6. An integrated, unified network for identifying significant deviations and inconsistencies in gene expression levels in individual patient samples, comprising:

a master data set of upstream regulatory parent gene information for each target gene obtained from curated biological network pathway information, the master data set being located on a processor configured to receive the pathway information and comprising a relationship between the expression level of the target gene and the genomic and epigenetic state of the target gene and an upstream transcriptional regulator of the target gene;

a regulatory tree for each particular target gene, the regulatory tree capturing the relationship between the expression level of the target gene and the genomic and epigenetic state of the target gene and the upstream transcriptional regulators of the gene, the tree determined from the master data set;

a second data set based on measured omics data, said measured omics data comprising at least one of: RNAseq expression data, copy number variation data, and DNA methylation data, said second data set being located on a processor configured to receive such data;

a non-linear function for each target gene; wherein the parameters of the non-linear function are determined using a modified Bayesian inference method;

a third data set of patient-specific information related to observed gene expression levels for the target genes and comprising sequences of one or more parent genes in the determined regulatory subnetwork for one or more of the target genes, the patient-specific information comprising new cancer sample data;

wherein the non-linear function is utilized to determine the expression level of the target gene and a relative patient-specific inconsistency score between the predicted expression level and the observed expression level for the target gene in a given sample is determined by using the patient-specific information; and is

Wherein activation scores and inconsistency scores are determined for all test samples, whereby statistically significant associations between inconsistencies in expression levels of a particular target gene and somatic mutations in an upstream regulatory network of the particular target gene are identified by a process comprising the steps of: (i) calculating a functional impact score of a somatic mutation for each parent gene in the upstream regulatory network of the particular gene of interest for which a mutation has been identified based at least in part on the calculated patient-specific inconsistency score, the genes in the upstream regulatory network of the particular gene of interest, and a set of genes comprising one or more mutations; (ii) determining a most influential parent gene based on the calculated functional impact scores for two or more parent genes in the upstream regulatory network of the particular target gene, wherein the most influential parent gene comprises a mutated parent gene that is most likely to have affected the expression of the target gene compared to other parent genes in the upstream regulatory network of the particular target gene.

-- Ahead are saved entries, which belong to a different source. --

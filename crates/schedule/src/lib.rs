//! Schedule ingestion pipeline: parsing published fixed-width schedule
//! files into visits, the de-duplicated timeline store, and its CSV
//! persistence.

pub mod codec;
pub mod error;
pub mod parser;
pub mod persist;
pub mod store;

pub use error::ScheduleError;
pub use parser::parse_schedule;
pub use store::ScheduleStore;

7. The network of claim 6, wherein the non-linear function is determined based on the gene's regulatory subnetwork state and the gene's epigenetic information obtained from the measurement-based omics data.

8. The network of claim 7, wherein the non-linear function is determined by the modified Bayesian inference method including a global depth penalty mechanism that captures potentially stronger effects of regulatory genes in the regulatory subnetwork.

9. The network of claim 6, wherein the patient-specific information comprises cancer sample data.

10. The network of claim 9, wherein said cancer sample data comprises RNA expression data, CNV data, methylation data, and somatic mutation data.